## TASK TO COMPLETE
Copy out the complete listing, word for word.

Start of SUPPLIED RECORDS

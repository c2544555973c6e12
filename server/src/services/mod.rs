//! External provider clients
//!
//! Thin delegating clients over SMTP and provider REST APIs. None of them
//! retry; upstream failures map to a 502 for direct calls and are
//! swallowed (logged) for fire-and-forget notification dispatch.

pub mod mailer;
pub mod paystack;
pub mod whatsapp;

pub use mailer::{MailError, MailerService};
pub use paystack::{InitializedTransaction, PaystackService};
pub use whatsapp::WhatsappService;
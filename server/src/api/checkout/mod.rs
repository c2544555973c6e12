//! Checkout API Module
//!
//! Delegates to the payment gateway. The gateway call is the authority;
//! the local payment record tracks its lifecycle.

mod handler;

use axum::{
    Router,
    routing::{get, post},
};

use crate::core::AppState;

/// Checkout router
pub fn router() -> Router<AppState> {
    Router::new().nest("/api/checkout", routes())
}

fn routes() -> Router<AppState> {
    Router::new()
        .route("/", post(handler::initialize))
        .route("/verify/{reference}", get(handler::verify))
        .route("/virtual-account", post(handler::create_virtual_account))
}
//! Health Handlers

use axum::{Json, extract::State};
use serde::Serialize;

use crate::core::AppState;

#[derive(Debug, Serialize)]
pub struct HealthStatus {
    pub status: &'static str,
    pub environment: String,
}

/// Liveness probe. Deliberately does not touch the database.
pub async fn health(State(state): State<AppState>) -> Json<HealthStatus> {
    Json(HealthStatus {
        status: "ok",
        environment: state.config.environment.clone(),
    })
}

End of SUPPLIED RECORDS

## OUTPUT FOR THIS TASK
repository c2544555973c6e12
filename server/src/services/mod.rs
//! External provider clients
//!
//! Thin delegating clients over SMTP and provider REST APIs. None of them
//! retry; upstream failures map to a 502 for direct calls and are
//! swallowed (logged) for fire-and-forget notification dispatch.

pub mod mailer;
pub mod paystack;
pub mod whatsapp;

pub use mailer::{MailError, MailerService};
pub use paystack::{InitializedTransaction, PaystackService};
pub use whatsapp::WhatsappService;
filename server/src/api/checkout/mod.rs
repository c2544555973c6e12
//! Checkout API Module
//!
//! Delegates to the payment gateway. The gateway call is the authority;
//! the local payment record tracks its lifecycle.

mod handler;

use axum::{
    Router,
    routing::{get, post},
};

use crate::core::AppState;

/// Checkout router
pub fn router() -> Router<AppState> {
    Router::new().nest("/api/checkout", routes())
}

fn routes() -> Router<AppState> {
    Router::new()
        .route("/", post(handler::initialize))
        .route("/verify/{reference}", get(handler::verify))
        .route("/virtual-account", post(handler::create_virtual_account))
}
//! Health Handlers

use axum::{Json, extract::State};
use serde::Serialize;

use crate::core::AppState;

#[derive(Debug, Serialize)]
pub struct HealthStatus {
    pub status: &'static str,
    pub environment: String,
}

/// Liveness probe. Deliberately does not touch the database.
pub async fn health(State(state): State<AppState>) -> Json<HealthStatus> {
    Json(HealthStatus {
        status: "ok",
        environment: state.config.environment.clone(),
    })
}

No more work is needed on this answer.